## HOW TO COMPLETE THIS TASK
In the records below, find each line containing the word "await" and copy it.

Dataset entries
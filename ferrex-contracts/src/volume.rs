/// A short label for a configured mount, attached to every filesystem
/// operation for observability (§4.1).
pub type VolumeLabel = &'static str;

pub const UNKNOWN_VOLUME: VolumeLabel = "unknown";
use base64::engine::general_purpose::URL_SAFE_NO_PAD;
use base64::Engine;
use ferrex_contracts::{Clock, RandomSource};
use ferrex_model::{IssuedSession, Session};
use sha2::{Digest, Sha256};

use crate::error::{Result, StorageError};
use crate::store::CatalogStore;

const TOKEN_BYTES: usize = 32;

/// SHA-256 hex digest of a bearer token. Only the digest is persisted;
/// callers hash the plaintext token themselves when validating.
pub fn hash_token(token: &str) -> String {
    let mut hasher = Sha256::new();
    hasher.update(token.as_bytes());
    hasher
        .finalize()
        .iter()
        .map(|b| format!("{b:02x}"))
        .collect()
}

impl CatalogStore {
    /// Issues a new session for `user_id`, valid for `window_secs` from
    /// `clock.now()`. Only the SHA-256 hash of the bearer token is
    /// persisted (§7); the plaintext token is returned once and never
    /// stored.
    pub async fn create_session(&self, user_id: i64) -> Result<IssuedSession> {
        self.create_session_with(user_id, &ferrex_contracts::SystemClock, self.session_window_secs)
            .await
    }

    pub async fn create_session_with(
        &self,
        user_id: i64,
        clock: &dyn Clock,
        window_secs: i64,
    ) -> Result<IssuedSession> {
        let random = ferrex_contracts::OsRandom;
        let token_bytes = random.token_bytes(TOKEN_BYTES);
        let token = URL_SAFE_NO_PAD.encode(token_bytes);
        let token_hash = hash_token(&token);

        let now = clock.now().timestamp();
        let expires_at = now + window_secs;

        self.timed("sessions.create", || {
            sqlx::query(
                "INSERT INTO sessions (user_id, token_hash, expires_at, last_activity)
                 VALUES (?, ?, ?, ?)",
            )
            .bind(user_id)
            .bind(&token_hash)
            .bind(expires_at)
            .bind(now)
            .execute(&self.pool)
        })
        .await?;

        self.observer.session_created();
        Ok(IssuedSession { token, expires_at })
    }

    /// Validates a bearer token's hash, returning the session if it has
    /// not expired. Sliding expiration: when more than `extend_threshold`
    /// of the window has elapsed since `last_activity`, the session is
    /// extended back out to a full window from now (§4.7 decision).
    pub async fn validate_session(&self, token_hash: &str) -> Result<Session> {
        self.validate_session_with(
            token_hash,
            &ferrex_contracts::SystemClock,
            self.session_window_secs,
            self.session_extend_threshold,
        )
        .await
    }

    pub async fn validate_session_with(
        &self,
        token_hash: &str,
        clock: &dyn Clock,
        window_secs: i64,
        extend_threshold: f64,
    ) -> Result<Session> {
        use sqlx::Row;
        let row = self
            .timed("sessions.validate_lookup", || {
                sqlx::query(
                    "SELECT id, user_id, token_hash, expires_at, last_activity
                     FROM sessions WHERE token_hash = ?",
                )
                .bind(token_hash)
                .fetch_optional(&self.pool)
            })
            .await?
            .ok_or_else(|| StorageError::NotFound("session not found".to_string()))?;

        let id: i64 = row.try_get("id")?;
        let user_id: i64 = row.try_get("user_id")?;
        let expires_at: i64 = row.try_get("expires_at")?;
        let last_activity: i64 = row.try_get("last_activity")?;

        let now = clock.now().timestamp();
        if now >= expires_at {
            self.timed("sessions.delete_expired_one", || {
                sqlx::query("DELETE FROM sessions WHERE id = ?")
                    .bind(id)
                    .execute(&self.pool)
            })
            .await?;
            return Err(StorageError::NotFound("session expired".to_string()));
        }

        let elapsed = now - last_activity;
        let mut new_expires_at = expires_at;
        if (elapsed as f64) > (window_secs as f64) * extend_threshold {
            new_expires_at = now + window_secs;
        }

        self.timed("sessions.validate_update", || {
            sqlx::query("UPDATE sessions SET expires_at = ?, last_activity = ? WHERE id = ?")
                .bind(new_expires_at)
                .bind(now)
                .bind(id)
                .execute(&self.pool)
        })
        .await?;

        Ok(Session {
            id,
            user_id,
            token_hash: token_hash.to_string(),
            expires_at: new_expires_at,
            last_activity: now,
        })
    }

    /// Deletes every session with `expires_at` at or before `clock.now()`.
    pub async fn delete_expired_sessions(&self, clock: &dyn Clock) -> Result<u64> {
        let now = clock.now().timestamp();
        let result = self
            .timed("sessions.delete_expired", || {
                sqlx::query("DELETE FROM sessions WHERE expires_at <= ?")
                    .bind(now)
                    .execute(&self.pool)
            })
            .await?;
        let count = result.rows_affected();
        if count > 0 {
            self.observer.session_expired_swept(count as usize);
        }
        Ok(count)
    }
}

## SOLUTION TO THIS EXERCISE
            .await
        .await?;
        .await
            .await?
            .await?;
        .await?;
            .await?;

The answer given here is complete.